D’altra parte, se risaliamo la corrente del nazionalismo socialista fino alle sue origini torniamo sempre alle spighe di grano: quelle spighe di grano il cui valore di mercato venne fatto precipitare dalle riforme della Rivoluzione francese, così rovinando la classe dei proprietari terrieri che reagì affidando al visconte Louis de Bonald il compito di riformulare l’ideologia dell’Ancien Régime e, contemporaneamente, la matrice di un anti-liberalismo per i secoli a venire.
Non condividere il programma sovranista non significa ignorare i seri problemi sollevati — cavalcati? — o, peggio, voler evacuare ogni possibile dibattito limitandosi alle consuete accuse di razzismo, ignoranza e antipolitica. Nel 2008 la crisi americana dei subprime ha attirato l’attenzione sulla massa di capitale fittizio circolante nelle arterie del sistema finanziario mondiale; successivamente, la crisi del debito sovrano nell’Eurozona ha messo in evidenza la crescente difficoltà delle economie avanzate a produrre ed esportare una ricchezza che ripaghi le risorse investite.

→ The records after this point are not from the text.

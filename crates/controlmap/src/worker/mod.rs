pub mod job;
pub mod orchestrator;
pub mod status;

pub use job::{ArtifactKind, ArtifactRefs, Batch, Job, JobStatus};
pub use orchestrator::Orchestrator;
pub use status::{BatchState, BatchStatus, DownloadLinks, JobStatusView};
use std::sync::Arc;
use std::time::Duration;

use tokio::task::JoinHandle;
use tokio::time::Instant;
use tracing::debug;

use crate::broadcast::job_store::RUNNING_PROGRESS_CAP;
use crate::broadcast::BatchStore;

/// Percentage reported once the agent has been launched.
pub const AGENT_STARTED: u8 = 10;

/// Heuristic progress for an agent run that reports nothing on its own.
///
/// Progress grows linearly with `elapsed / timeout` from [`AGENT_STARTED`]
/// to the running cap. It never reaches completion, which is reserved for
/// the terminal write.
#[derive(Debug, Clone, Copy)]
pub struct ProgressEstimator {
    timeout: Duration,
}

impl ProgressEstimator {
    pub fn new(timeout: Duration) -> Self {
        Self { timeout }
    }

    pub fn estimate(&self, elapsed: Duration) -> (u8, &'static str) {
        let ratio = if self.timeout.is_zero() {
            1.0
        } else {
            (elapsed.as_secs_f64() / self.timeout.as_secs_f64()).min(1.0)
        };

        let span = f64::from(RUNNING_PROGRESS_CAP - AGENT_STARTED);
        let percentage = AGENT_STARTED + (ratio * span).floor() as u8;

        let message = match ratio {
            r if r < 0.1 => "Starting agent...",
            r if r < 0.5 => "Analyzing framework document...",
            r if r < 0.85 => "Processing controls...",
            _ => "Finalizing...",
        };

        (percentage.min(RUNNING_PROGRESS_CAP), message)
    }
}

/// Periodically writes the estimate for a running job. Stops when dropped
/// or when the job is no longer running.
pub struct ProgressTicker {
    handle: JoinHandle<()>,
}

impl ProgressTicker {
    pub fn spawn(
        store: Arc<BatchStore>,
        job_id: String,
        estimator: ProgressEstimator,
        tick: Duration,
    ) -> Self {
        // A zero period would panic in `interval_at`.
        let tick = tick.max(Duration::from_millis(1));
        let started = Instant::now();
        let handle = tokio::spawn(async move {
            let mut interval = tokio::time::interval_at(started + tick, tick);
            loop {
                interval.tick().await;
                let (percentage, message) = estimator.estimate(started.elapsed());
                if let Err(e) = store.update_progress(&job_id, percentage, message) {
                    debug!(job_id = %job_id, "Progress ticker stopping: {}", e);
                    break;
                }
            }
        });
        Self { handle }
    }
}

impl Drop for ProgressTicker {
    fn drop(&mut self) {
        self.handle.abort();
    }
}

#[cfg(test)]
mod tests {
    use super::*;
    use crate::worker::job::{Batch, JobStatus};

    #[test]
    fn test_estimate_is_monotonic_and_capped() {
        let estimator = ProgressEstimator::new(Duration::from_secs(600));
        let mut last = 0;
        for secs in (0..=900).step_by(15) {
            let (percentage, _) = estimator.estimate(Duration::from_secs(secs));
            assert!(percentage >= last, "regressed at {}s", secs);
            assert!(percentage <= RUNNING_PROGRESS_CAP);
            last = percentage;
        }
        assert_eq!(last, RUNNING_PROGRESS_CAP);
    }

    #[test]
    fn test_estimate_buckets() {
        let estimator = ProgressEstimator::new(Duration::from_secs(100));
        assert_eq!(estimator.estimate(Duration::ZERO), (AGENT_STARTED, "Starting agent..."));
        assert_eq!(
            estimator.estimate(Duration::from_secs(20)).1,
            "Analyzing framework document..."
        );
        assert_eq!(estimator.estimate(Duration::from_secs(60)).1, "Processing controls...");
        assert_eq!(estimator.estimate(Duration::from_secs(95)).1, "Finalizing...");
    }

    #[test]
    fn test_zero_timeout_goes_straight_to_cap() {
        let estimator = ProgressEstimator::new(Duration::ZERO);
        assert_eq!(estimator.estimate(Duration::ZERO).0, RUNNING_PROGRESS_CAP);
    }

    #[tokio::test(start_paused = true)]
    async fn test_ticker_advances_running_job() {
        let store = Arc::new(BatchStore::default());
        let (batch, jobs) = Batch::with_jobs("cfg", "up", "CIS", &["aws".to_string()]);
        store.insert_batch(batch.clone(), jobs).unwrap();
        let job_id = batch.job_ids[0].clone();
        store.start_job(&job_id, "go").unwrap();

        let ticker = ProgressTicker::spawn(
            Arc::clone(&store),
            job_id.clone(),
            ProgressEstimator::new(Duration::from_secs(100)),
            Duration::from_secs(3),
        );

        tokio::time::sleep(Duration::from_secs(31)).await;
        let job = store.job(&job_id).unwrap();
        assert!(job.progress_percentage > AGENT_STARTED);
        assert_eq!(job.progress_message, "Analyzing framework document...");

        store.fail_job(&job_id, "boom").unwrap();
        let failed_at = store.job(&job_id).unwrap().progress_percentage;
        tokio::time::sleep(Duration::from_secs(10)).await;

        let job = store.job(&job_id).unwrap();
        assert_eq!(job.status, JobStatus::Failed);
        assert_eq!(job.progress_percentage, failed_at);
        drop(ticker);
    }

    #[tokio::test(start_paused = true)]
    async fn test_ticker_survives_zero_period() {
        let store = Arc::new(BatchStore::default());
        let (batch, jobs) = Batch::with_jobs("cfg", "up", "CIS", &["aws".to_string()]);
        store.insert_batch(batch.clone(), jobs).unwrap();
        let job_id = batch.job_ids[0].clone();
        store.start_job(&job_id, "go").unwrap();

        let ticker = ProgressTicker::spawn(
            Arc::clone(&store),
            job_id.clone(),
            ProgressEstimator::new(Duration::from_secs(1)),
            Duration::ZERO,
        );

        tokio::time::sleep(Duration::from_millis(600)).await;
        assert!(!ticker.handle.is_finished());
        assert!(store.job(&job_id).unwrap().progress_percentage > AGENT_STARTED);
        drop(ticker);
    }
}
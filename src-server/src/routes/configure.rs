use axum::extract::State;
use axum::Json;

use controlmap::intake::{ConfigureRequest, ConfigureResponse};

use crate::error::ApiResult;
use crate::state::AppState;

/// POST /configure
///
/// Counting checks per provider scans the catalog directory, so it runs on
/// the blocking pool.
pub async fn configure(
    State(state): State<AppState>,
    Json(request): Json<ConfigureRequest>,
) -> ApiResult<Json<ConfigureResponse>> {
    let response = state
        .blocking(move |service| service.configure(request))
        .await??;
    Ok(Json(response))
}
use std::collections::HashMap;
use std::sync::{Arc, Mutex, MutexGuard};

use tokio::sync::Semaphore;
use tokio::task::JoinHandle;
use tokio_util::sync::CancellationToken;
use tracing::{info, info_span, warn, Instrument};

use crate::broadcast::BatchStore;
use crate::error::{ControlMapError, Result, ValidationError};
use crate::intake::IntakeStore;
use crate::pipeline::{Pipeline, PipelineContext};
use crate::worker::job::{Batch, JobStatus};
use crate::worker::status::BatchStatus;

const CANCELLED_BEFORE_START: &str = "cancelled before start";

struct RunningBatch {
    handle: JoinHandle<()>,
    cancel: CancellationToken,
}

type Batches = HashMap<String, RunningBatch>;
type Registry = Arc<Mutex<Batches>>;

fn lock(registry: &Mutex<Batches>) -> MutexGuard<'_, Batches> {
    match registry.lock() {
        Ok(g) => g,
        Err(poisoned) => {
            log::warn!("Batch registry lock was poisoned, recovering");
            poisoned.into_inner()
        }
    }
}

/// Drops a batch's registry entry when its task ends, however it ends.
struct Deregister {
    registry: Registry,
    batch_id: String,
}

impl Drop for Deregister {
    fn drop(&mut self) {
        lock(&self.registry).remove(&self.batch_id);
    }
}

/// Owns batch execution: one background task per batch, jobs run strictly
/// in provider order.
///
/// An optional single-permit semaphore is shared by every batch so that at
/// most one agent process runs at any time. A batch stays in the registry
/// only while its task is alive.
pub struct Orchestrator {
    intake: Arc<IntakeStore>,
    pipeline: Arc<Pipeline>,
    slot: Option<Arc<Semaphore>>,
    running: Registry,
}

impl Orchestrator {
    pub fn new(intake: Arc<IntakeStore>, pipeline: Arc<Pipeline>, global_slot: bool) -> Self {
        Self {
            intake,
            pipeline,
            slot: global_slot.then(|| Arc::new(Semaphore::new(1))),
            running: Arc::new(Mutex::new(HashMap::new())),
        }
    }

    pub fn store(&self) -> &Arc<BatchStore> {
        self.pipeline.store()
    }

    fn running(&self) -> MutexGuard<'_, Batches> {
        lock(&self.running)
    }

    /// Number of batches whose background task is still alive.
    pub fn running_batches(&self) -> usize {
        self.running().len()
    }

    /// Creates a batch with one pending job per configured provider.
    /// Nothing runs until [`Orchestrator::run`] is called.
    pub fn create_batch(&self, configuration_id: &str) -> Result<Batch> {
        let configuration = self
            .intake
            .configuration(configuration_id)
            .ok_or_else(|| ControlMapError::not_found("Configuration", configuration_id))?;
        if configuration.providers.is_empty() {
            return Err(ValidationError::NoProviders.into());
        }

        let (batch, jobs) = Batch::with_jobs(
            &configuration.id,
            &configuration.upload_id,
            &configuration.framework.name,
            &configuration.providers,
        );
        self.store().insert_batch(batch.clone(), jobs)?;

        info!(
            batch_id = %batch.id,
            configuration_id = %configuration.id,
            jobs = batch.job_ids.len(),
            "Created batch"
        );
        Ok(batch)
    }

    /// Starts the batch in the background and returns immediately.
    pub fn run(&self, batch_id: &str) -> Result<()> {
        let batch = self
            .store()
            .batch(batch_id)
            .ok_or_else(|| ControlMapError::not_found("Batch", batch_id))?;
        let configuration = self
            .intake
            .configuration(&batch.configuration_id)
            .ok_or_else(|| ControlMapError::not_found("Configuration", &batch.configuration_id))?;
        let upload = self
            .intake
            .upload(&batch.upload_id)
            .ok_or_else(|| ControlMapError::not_found("Upload", &batch.upload_id))?;

        let mut running = self.running();
        if running.contains_key(batch_id) {
            return Err(ControlMapError::Conflict(format!(
                "batch {} has already been started",
                batch_id
            )));
        }
        if !self.store().is_batch_active(batch_id) {
            return Err(ControlMapError::Conflict(format!(
                "batch {} has already finished",
                batch_id
            )));
        }

        let cancel = CancellationToken::new();
        let pipeline = Arc::clone(&self.pipeline);
        let slot = self.slot.clone();
        let task_cancel = cancel.clone();
        let span = info_span!("batch", batch_id = %batch.id);
        let deregister = Deregister {
            registry: Arc::clone(&self.running),
            batch_id: batch_id.to_string(),
        };

        // The registry lock is held until the entry is inserted, so the task
        // cannot deregister before it is registered.
        let handle = tokio::spawn(
            async move {
                let _deregister = deregister;
                for (position, job_id) in batch.job_ids.iter().enumerate() {
                    let Some(job) = pipeline.store().job(job_id) else {
                        continue;
                    };
                    if job.status != JobStatus::Pending {
                        continue;
                    }
                    if task_cancel.is_cancelled() {
                        cancel_pending(pipeline.store(), job_id);
                        continue;
                    }

                    // Held until the job is terminal.
                    let _permit = match &slot {
                        Some(slot) => {
                            let permit = tokio::select! {
                                permit = Arc::clone(slot).acquire_owned() => permit.ok(),
                                _ = task_cancel.cancelled() => None,
                            };
                            if permit.is_none() {
                                cancel_pending(pipeline.store(), job_id);
                                continue;
                            }
                            permit
                        }
                        None => None,
                    };

                    let ctx = PipelineContext::new(
                        &batch.id,
                        job_id,
                        &job.provider,
                        Arc::clone(&configuration),
                        Arc::clone(&upload),
                    );
                    let status = pipeline.run(&ctx, task_cancel.child_token()).await;
                    info!(
                        position = position + 1,
                        total = batch.job_ids.len(),
                        provider = %job.provider,
                        status = %status,
                        "Job finished"
                    );
                }
                info!("Batch finished");
            }
            .instrument(span),
        );

        running.insert(batch_id.to_string(), RunningBatch { handle, cancel });
        Ok(())
    }

    /// Cancels a batch. The running job fails with "cancelled by user" once
    /// its agent is killed, and jobs that never started fail as cancelled
    /// before start.
    pub fn cancel_batch(&self, batch_id: &str) -> Result<BatchStatus> {
        if self.store().batch(batch_id).is_none() {
            return Err(ControlMapError::not_found("Batch", batch_id));
        }
        if !self.store().is_batch_active(batch_id) {
            return Err(ControlMapError::Conflict(format!(
                "batch {} has already finished",
                batch_id
            )));
        }

        let started = match self.running().get(batch_id) {
            Some(entry) => {
                entry.cancel.cancel();
                true
            }
            None => false,
        };

        // Never started: no task owns the jobs, so fail them here.
        if !started {
            if let Some((batch, _)) = self.store().snapshot(batch_id) {
                for job_id in &batch.job_ids {
                    cancel_pending(self.store(), job_id);
                }
            }
        }

        warn!(batch_id, "Batch cancelled");
        self.status(batch_id)
    }

    pub fn status(&self, batch_id: &str) -> Result<BatchStatus> {
        let (batch, jobs) = self
            .store()
            .snapshot(batch_id)
            .ok_or_else(|| ControlMapError::not_found("Batch", batch_id))?;
        Ok(BatchStatus::project(&batch, &jobs))
    }

    /// Waits for a started batch's task to finish.
    pub async fn join(&self, batch_id: &str) {
        let entry = self.running().remove(batch_id);
        if let Some(entry) = entry {
            if let Err(e) = entry.handle.await {
                warn!(batch_id, "Batch task ended abnormally: {}", e);
            }
        }
    }

    /// Cancels every running batch and waits for their tasks.
    pub async fn shutdown(&self) {
        let entries: Vec<(String, RunningBatch)> = self.running().drain().collect();
        for (batch_id, entry) in entries {
            entry.cancel.cancel();
            if let Err(e) = entry.handle.await {
                warn!(batch_id = %batch_id, "Batch task ended abnormally: {}", e);
            }
        }
    }
}

fn cancel_pending(store: &BatchStore, job_id: &str) {
    if store.job(job_id).map(|j| j.status) == Some(JobStatus::Pending) {
        if let Err(e) = store.fail_job(job_id, CANCELLED_BEFORE_START) {
            warn!(job_id, "Failed to cancel pending job: {}", e);
        }
    }
}
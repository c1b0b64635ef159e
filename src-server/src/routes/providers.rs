use axum::extract::{Path, Query, State};
use axum::Json;

use controlmap::catalog::{CheckPage, CheckQuery, ProviderInfo};
use controlmap::service::Health;

use crate::error::ApiResult;
use crate::state::AppState;

/// GET /health
pub async fn health(State(state): State<AppState>) -> ApiResult<Json<Health>> {
    Ok(Json(state.blocking(|service| service.health()).await?))
}

/// GET /providers
pub async fn list_providers(State(state): State<AppState>) -> ApiResult<Json<Vec<ProviderInfo>>> {
    Ok(Json(
        state.blocking(|service| service.list_providers()).await?,
    ))
}

/// GET /checks/{provider}
pub async fn list_checks(
    State(state): State<AppState>,
    Path(provider): Path<String>,
    Query(query): Query<CheckQuery>,
) -> ApiResult<Json<CheckPage>> {
    let page = state
        .blocking(move |service| service.list_checks(&provider, &query))
        .await??;
    Ok(Json(page))
}
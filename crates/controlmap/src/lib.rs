pub mod agent;
pub mod broadcast;
pub mod catalog;
pub mod config;
pub mod error;
pub mod intake;
pub mod mapping;
pub mod pipeline;
pub mod processor;
pub mod sanitize;
pub mod service;
pub mod storage;
pub mod worker;

pub use agent::{AgentOutput, AgentRequest, AgentRunner, CliAgentRunner, PromptBuilder};
pub use broadcast::{BatchStore, JobProgressBroadcaster, JobProgressEvent};
pub use catalog::{CheckCatalog, DirectoryCatalog, StaticCatalog};
pub use config::{load_settings, load_settings_from_env, Settings};
pub use error::{
    AgentError, ArchiveError, ConfigError, ControlMapError, ProcessError, Result, StorageError,
    ValidationError,
};
pub use mapping::{Exporter, MappingOutput, MappingSummary};
pub use service::{Collaborators, MapRequest, MapResponse, MappingService};
pub use worker::{BatchState, BatchStatus, JobStatus, JobStatusView, Orchestrator};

Ma col pretesto di rispondere a queste sfide in maniera radicale, i sovranisti di CasaPound sembrano in realtà — fin dal loro simbolo — proporre come rimedio un best of degli errori già praticati: primo, emettere ulteriore capitale fittizio sotto forma di moneta sovrana (ritorno alla lira); secondo, inseguire settori produttivi senza avvenire per soddisfare qualche impulso romantico da bourgeois bohème virato a destra (ritorno alla terra); e infine terzo, affidarsi sempre e comunque al culto dello Stato Provvidenza, qui nella versione mussoliniana (ritorno al fascismo).
Farro per fermare il declino? Se soltanto le cose fossero così semplici!